Figure 1: In an immunohistochemical analysis, keratine Ae1-Ae3(A, x10), epithelial membrane antigen(B,x20), and vimentin(C,x10) showed positive staining ,whereas thyroglobulin (D,x10)showed negative staining in the clear cells of the resected thyroid tumor.
Discussion
In clinical practice, a correct diagnosis of a suspected metastasis in the thyroid is relatively difficult, since there are no specific clinical features and few characteristic findings of a malignant foci in thyroid on US, CT or isotope scanning seldom occur [7].
Based on our case and on previous documentation in the literature, repeated FNA cytology is warranted if the patient has a history of malignancy and a metastasis in the thyroid is suspected. [4].
Recent studies indicate a stronger link between PRCA and papillary renal cell cancer (PRCC) than with RCC [8], making the coexistence of RCC and PRCA a rare observable fact. Although upon presentation, concomitant RCC was not documented in our case , our data does not proclaim that PRCA could progress to RCC even though the clinical course of our case suggests it.

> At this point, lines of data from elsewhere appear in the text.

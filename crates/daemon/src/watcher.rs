//! Per-directory watcher tasks.
//!
//! Each watched directory gets one detached task that blocks on the watch
//! primitive for the next batch of raw change records, decodes the batch,
//! and hands each qualifying event to the change processor. The task keeps
//! running while its path stays in the registry and the service is up; it
//! observes removal and shutdown at its next loop iteration.

use crate::registry::{WatchRegistry, WatcherContext};
use fsentry_protocol::{ChangeKind, FileInfo, RecordBatch, decode_records, now_unix_secs};
use notify::{
    EventKind, RecommendedWatcher, RecursiveMode, Watcher,
    event::{ModifyKind, RenameMode},
};
use std::path::{Path, PathBuf};
use std::sync::Arc;
use std::time::Duration;
use tokio::sync::mpsc;

/// Upper bound for one raw batch buffer.
const MAX_BATCH_BYTES: usize = 1024;

/// Map a notify event kind to the wire change kind.
///
/// `None` means the event carries nothing this service records (access
/// events, catch-all "other" events).
fn map_event_kind(kind: &EventKind) -> Option<ChangeKind> {
    match kind {
        EventKind::Create(_) => Some(ChangeKind::Created),
        EventKind::Remove(_) => Some(ChangeKind::Removed),
        EventKind::Modify(modify_kind) => match modify_kind {
            ModifyKind::Name(RenameMode::From) => Some(ChangeKind::RenamedFrom),
            ModifyKind::Name(RenameMode::To) => Some(ChangeKind::RenamedTo),
            _ => Some(ChangeKind::Modified),
        },
        EventKind::Access(_) => None,
        EventKind::Any | EventKind::Other => None,
    }
}

/// Source of raw change-record batches for one directory.
pub(crate) trait BatchSource: Send {
    /// Wait up to `wait` for activity and return the next raw batch.
    /// An empty buffer means "nothing happened".
    async fn next_batch(&mut self, wait: Duration) -> Vec<u8>;
}

/// Production [`BatchSource`] backed by the `notify` watch primitive.
///
/// The OS watcher pushes events into a channel; `next_batch` drains one
/// burst and encodes it as a raw record batch with names relative to the
/// watched directory.
pub(crate) struct NotifyBatchSource {
    // Dropping the watcher releases the OS watch handle.
    _watcher: RecommendedWatcher,
    rx: mpsc::UnboundedReceiver<notify::Event>,
    base: PathBuf,
}

impl NotifyBatchSource {
    pub(crate) fn new(base: &Path) -> notify::Result<Self> {
        let (tx, rx) = mpsc::unbounded_channel();
        let mut watcher = notify::recommended_watcher(
            move |res: Result<notify::Event, notify::Error>| match res {
                Ok(event) => {
                    let _ = tx.send(event);
                }
                Err(e) => {
                    tracing::error!(error = %e, "watch error");
                }
            },
        )?;
        watcher.watch(base, RecursiveMode::Recursive)?;
        Ok(Self {
            _watcher: watcher,
            rx,
            base: base.to_path_buf(),
        })
    }

    fn encode_event(&self, batch: &mut RecordBatch, event: &notify::Event) {
        if let EventKind::Modify(ModifyKind::Name(RenameMode::Both)) = event.kind {
            // A paired rename carries both names in one event.
            if let [from, to] = event.paths.as_slice() {
                self.push_record(batch, from, ChangeKind::RenamedFrom);
                self.push_record(batch, to, ChangeKind::RenamedTo);
                return;
            }
        }
        let Some(kind) = map_event_kind(&event.kind) else {
            return;
        };
        for path in &event.paths {
            self.push_record(batch, path, kind);
        }
    }

    fn push_record(&self, batch: &mut RecordBatch, path: &Path, kind: ChangeKind) {
        let Ok(rel) = path.strip_prefix(&self.base) else {
            return;
        };
        let Some(name) = rel.to_str() else {
            return;
        };
        if name.is_empty() {
            return;
        }
        batch.push(name, kind);
    }
}

impl BatchSource for NotifyBatchSource {
    async fn next_batch(&mut self, wait: Duration) -> Vec<u8> {
        let first = match tokio::time::timeout(wait, self.rx.recv()).await {
            Ok(Some(event)) => event,
            // Channel closed or nothing happened within the window.
            Ok(None) | Err(_) => return Vec::new(),
        };
        let mut batch = RecordBatch::new();
        self.encode_event(&mut batch, &first);
        while batch.len() < MAX_BATCH_BYTES {
            match self.rx.try_recv() {
                Ok(event) => self.encode_event(&mut batch, &event),
                Err(_) => break,
            }
        }
        batch.into_bytes()
    }
}

/// Entry point of one watcher task.
pub(crate) async fn run(path: PathBuf, registry: Arc<WatchRegistry>, ctx: Arc<WatcherContext>) {
    let source = match NotifyBatchSource::new(&path) {
        Ok(source) => source,
        Err(e) => {
            tracing::error!(path = %path.display(), error = %e, "failed to start directory watch");
            registry.remove(&path);
            return;
        }
    };
    tracing::info!(path = %path.display(), "watcher started");
    run_loop(source, &path, &registry, &ctx).await;
    tracing::info!(path = %path.display(), "watcher stopped");
}

async fn run_loop<S: BatchSource>(
    mut source: S,
    path: &Path,
    registry: &WatchRegistry,
    ctx: &WatcherContext,
) {
    let intervals = ctx.intervals;
    while ctx.signals.is_running() && registry.contains(path) {
        while ctx.signals.is_paused() {
            tokio::time::sleep(intervals.pause_poll).await;
            if !ctx.signals.is_running() {
                return;
            }
        }
        let batch = source.next_batch(intervals.batch_wait).await;
        for (abs_path, kind) in decode_records(&batch, path) {
            // Snapshot fails when the entry vanished between notification
            // and processing; the event is dropped, not an error.
            let info = match FileInfo::from_path(&abs_path) {
                Ok(info) => info.with_change(kind, now_unix_secs()),
                Err(e) => {
                    tracing::trace!(path = %abs_path.display(), error = %e, "event dropped");
                    continue;
                }
            };
            ctx.processor.process(&info);
        }
        tokio::time::sleep(intervals.batch_delay).await;
    }
}
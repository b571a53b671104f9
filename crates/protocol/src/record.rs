//! Raw change-record batches and their bounds-checked decoder.
//!
//! A batch is a run of variable-length records, each carrying the action
//! code and the name of the changed entry relative to the watched
//! directory:
//!
//! - `next_entry_offset: u32` — bytes from the start of this record to the
//!   next one; `0` marks the last record of the batch
//! - `action: u32` — a [`ChangeKind`] action code
//! - `name_len: u32` — length in bytes of the UTF-8 relative name
//! - `name_len` bytes of name, padded to a 4-byte boundary
//!
//! Decoding walks the batch with an explicit cursor and validates every
//! offset and length against the buffer extent before touching it, so a
//! truncated or corrupt batch yields its well-formed prefix instead of an
//! out-of-bounds read.

use std::path::{Path, PathBuf};

/// Size of the fixed portion of one record.
pub const RECORD_HEADER_LEN: usize = 12;

/// Kind of filesystem change attached to a record.
///
/// Numeric values are the wire action codes and are part of the protocol.
#[derive(Debug, Clone, Copy, PartialEq, Eq, Hash)]
#[repr(u32)]
pub enum ChangeKind {
    /// No change; placeholder in query payloads.
    None = 0,
    /// Entry was created.
    Created = 1,
    /// Entry was removed.
    Removed = 2,
    /// Entry data or metadata was modified.
    Modified = 3,
    /// Entry was renamed away from this name.
    RenamedFrom = 4,
    /// Entry was renamed to this name.
    RenamedTo = 5,
}

impl ChangeKind {
    /// Decode a wire action code.
    #[must_use]
    pub fn from_action(action: u32) -> Option<Self> {
        match action {
            0 => Some(Self::None),
            1 => Some(Self::Created),
            2 => Some(Self::Removed),
            3 => Some(Self::Modified),
            4 => Some(Self::RenamedFrom),
            5 => Some(Self::RenamedTo),
            _ => None,
        }
    }

    /// The wire action code.
    #[must_use]
    pub fn as_action(self) -> u32 {
        self as u32
    }
}

/// Builder for raw record batches (watcher side and tests).
#[derive(Debug, Default)]
pub struct RecordBatch {
    buf: Vec<u8>,
    last_header: Option<usize>,
}

impl RecordBatch {
    #[must_use]
    pub fn new() -> Self {
        Self::default()
    }

    /// Append one record for `name` (relative to the watched directory).
    pub fn push(&mut self, name: &str, kind: ChangeKind) {
        let start = self.buf.len();
        if let Some(prev) = self.last_header {
            let offset = (start - prev) as u32;
            self.buf[prev..prev + 4].copy_from_slice(&offset.to_le_bytes());
        }
        let name = name.as_bytes();
        let padded = (name.len() + 3) & !3;
        self.buf.extend_from_slice(&0u32.to_le_bytes());
        self.buf.extend_from_slice(&kind.as_action().to_le_bytes());
        self.buf
            .extend_from_slice(&(name.len() as u32).to_le_bytes());
        self.buf.extend_from_slice(name);
        self.buf.resize(start + RECORD_HEADER_LEN + padded, 0);
        self.last_header = Some(start);
    }

    /// Number of bytes the batch occupies.
    #[must_use]
    pub fn len(&self) -> usize {
        self.buf.len()
    }

    #[must_use]
    pub fn is_empty(&self) -> bool {
        self.buf.is_empty()
    }

    /// Finish the batch and take the raw buffer.
    #[must_use]
    pub fn into_bytes(self) -> Vec<u8> {
        self.buf
    }
}

/// Decode a raw batch into `(absolute path, change kind)` pairs.
///
/// Lazy and finite: records come out in batch order, and the iterator ends
/// early on the first malformed record. Records with unknown action codes
/// or non-UTF-8 names are skipped, not fatal.
#[must_use]
pub fn decode_records<'a>(buf: &'a [u8], base: &'a Path) -> RecordIter<'a> {
    RecordIter {
        buf,
        base,
        pos: 0,
        done: buf.is_empty(),
    }
}

/// Iterator state for [`decode_records`]: a cursor over the raw buffer.
#[derive(Debug)]
pub struct RecordIter<'a> {
    buf: &'a [u8],
    base: &'a Path,
    pos: usize,
    done: bool,
}

impl Iterator for RecordIter<'_> {
    type Item = (PathBuf, ChangeKind);

    fn next(&mut self) -> Option<Self::Item> {
        while !self.done {
            let rec = &self.buf[self.pos..];
            if rec.len() < RECORD_HEADER_LEN {
                self.done = true;
                return None;
            }
            let next_offset =
                u32::from_le_bytes(rec[0..4].try_into().expect("header length checked")) as usize;
            let action = u32::from_le_bytes(rec[4..8].try_into().expect("header length checked"));
            let name_len =
                u32::from_le_bytes(rec[8..12].try_into().expect("header length checked")) as usize;

            if name_len == 0 {
                self.done = true;
                return None;
            }
            let Some(name_end) = RECORD_HEADER_LEN.checked_add(name_len) else {
                self.done = true;
                return None;
            };
            if name_end > rec.len() {
                // Truncated record: keep the well-formed prefix only.
                self.done = true;
                return None;
            }
            let name = &rec[RECORD_HEADER_LEN..name_end];

            // Advance the cursor before yielding; a bad next-offset still
            // lets the current record through.
            if next_offset == 0 {
                self.done = true;
            } else {
                match self.pos.checked_add(next_offset) {
                    Some(next_pos)
                        if next_offset >= RECORD_HEADER_LEN && next_pos <= self.buf.len() =>
                    {
                        self.pos = next_pos;
                    }
                    _ => self.done = true,
                }
            }

            let kind = ChangeKind::from_action(action);
            let name = std::str::from_utf8(name).ok();
            match (kind, name) {
                (Some(kind), Some(name)) if kind != ChangeKind::None => {
                    return Some((self.base.join(name), kind));
                }
                _ => continue,
            }
        }
        None
    }
}

#[cfg(test)]
mod tests {
    use super::*;

    fn batch(entries: &[(&str, ChangeKind)]) -> Vec<u8> {
        let mut b = RecordBatch::new();
        for (name, kind) in entries {
            b.push(name, *kind);
        }
        b.into_bytes()
    }

    #[test]
    fn test_decode_single_record() {
        let buf = batch(&[("a.txt", ChangeKind::Created)]);
        let base = Path::new("/watched");
        let out: Vec<_> = decode_records(&buf, base).collect();
        assert_eq!(out, vec![(PathBuf::from("/watched/a.txt"), ChangeKind::Created)]);
    }

    #[test]
    fn test_decode_preserves_record_order() {
        let entries = [
            ("one", ChangeKind::Created),
            ("two/nested.log", ChangeKind::Modified),
            ("three", ChangeKind::Removed),
            ("old-name", ChangeKind::RenamedFrom),
            ("new-name", ChangeKind::RenamedTo),
        ];
        let buf = batch(&entries);
        let base = Path::new("/d");
        let out: Vec<_> = decode_records(&buf, base).collect();
        assert_eq!(out.len(), entries.len());
        for ((path, kind), (name, expected)) in out.iter().zip(entries.iter()) {
            assert_eq!(path, &base.join(name));
            assert_eq!(kind, expected);
        }
    }

    #[test]
    fn test_decode_empty_buffer() {
        let out: Vec<_> = decode_records(&[], Path::new("/d")).collect();
        assert!(out.is_empty());
    }

    #[test]
    fn test_decode_stops_on_zero_name_len() {
        let mut buf = batch(&[("keep", ChangeKind::Created)]);
        // Chain a terminator record: fix up the first next-offset by hand.
        let first_len = buf.len();
        buf[0..4].copy_from_slice(&(first_len as u32).to_le_bytes());
        buf.extend_from_slice(&0u32.to_le_bytes()); // next
        buf.extend_from_slice(&1u32.to_le_bytes()); // action
        buf.extend_from_slice(&0u32.to_le_bytes()); // name_len == 0
        let out: Vec<_> = decode_records(&buf, Path::new("/d")).collect();
        assert_eq!(out.len(), 1);
    }

    #[test]
    fn test_decode_truncated_name_yields_prefix() {
        let mut buf = batch(&[("first", ChangeKind::Created)]);
        let first_len = buf.len();
        buf[0..4].copy_from_slice(&(first_len as u32).to_le_bytes());
        // Second record claims a 64-byte name but the buffer ends early.
        buf.extend_from_slice(&0u32.to_le_bytes());
        buf.extend_from_slice(&3u32.to_le_bytes());
        buf.extend_from_slice(&64u32.to_le_bytes());
        buf.extend_from_slice(b"short");
        let out: Vec<_> = decode_records(&buf, Path::new("/d")).collect();
        assert_eq!(out, vec![(PathBuf::from("/d/first"), ChangeKind::Created)]);
    }

    #[test]
    fn test_decode_truncated_header_yields_nothing() {
        let buf = [0u8; RECORD_HEADER_LEN - 1];
        let out: Vec<_> = decode_records(&buf, Path::new("/d")).collect();
        assert!(out.is_empty());
    }

    #[test]
    fn test_decode_next_offset_past_end_stops_after_record() {
        let mut buf = batch(&[("only", ChangeKind::Modified)]);
        // Claim a next record far past the buffer.
        buf[0..4].copy_from_slice(&1_000_000u32.to_le_bytes());
        let out: Vec<_> = decode_records(&buf, Path::new("/d")).collect();
        assert_eq!(out.len(), 1);
    }

    #[test]
    fn test_decode_non_advancing_offset_terminates() {
        let mut buf = batch(&[("loop", ChangeKind::Created)]);
        // next_entry_offset smaller than a header cannot advance; the
        // decoder must not spin forever.
        buf[0..4].copy_from_slice(&4u32.to_le_bytes());
        let out: Vec<_> = decode_records(&buf, Path::new("/d")).collect();
        assert_eq!(out.len(), 1);
    }

    #[test]
    fn test_decode_skips_unknown_action() {
        let mut buf = batch(&[("weird", ChangeKind::Created), ("ok", ChangeKind::Removed)]);
        // Overwrite the first record's action with an unknown code.
        buf[4..8].copy_from_slice(&77u32.to_le_bytes());
        let out: Vec<_> = decode_records(&buf, Path::new("/d")).collect();
        assert_eq!(out, vec![(PathBuf::from("/d/ok"), ChangeKind::Removed)]);
    }

    #[test]
    fn test_encoder_pads_records_to_alignment() {
        let mut b = RecordBatch::new();
        b.push("a", ChangeKind::Created);
        assert_eq!(b.len() % 4, 0);
        b.push("abcd", ChangeKind::Created);
        assert_eq!(b.len() % 4, 0);
    }

    #[test]
    fn test_change_kind_action_roundtrip() {
        for kind in [
            ChangeKind::Created,
            ChangeKind::Removed,
            ChangeKind::Modified,
            ChangeKind::RenamedFrom,
            ChangeKind::RenamedTo,
        ] {
            assert_eq!(ChangeKind::from_action(kind.as_action()), Some(kind));
        }
        assert_eq!(ChangeKind::from_action(42), None);
    }
}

The management of parathyroid tumors coexisting in our patient highlights the use of preoperative localization and intraoperative PTH monitoring as essential techniques in order to achieve the optimal success rate of cure for these patients.
Conclusion
A case of solitary metachronus metastasis of RCC to the thyroid, initially diagnosed as PRCA, associated with parathyroid adenomas, presenting as a multinodular goiter is described.. Based on our case and on previous documentation in the literature, repeated FNA cytology is warranted if the patient has a history of malignancy and a metastasis in the thyroid is suspected. The management of parathyroid tumors coexisting in our patient highlights the use of preoperative localization and intraoperative PTH monitoring as essential techniques in order to achieve the optimal success rate of cure for these patients.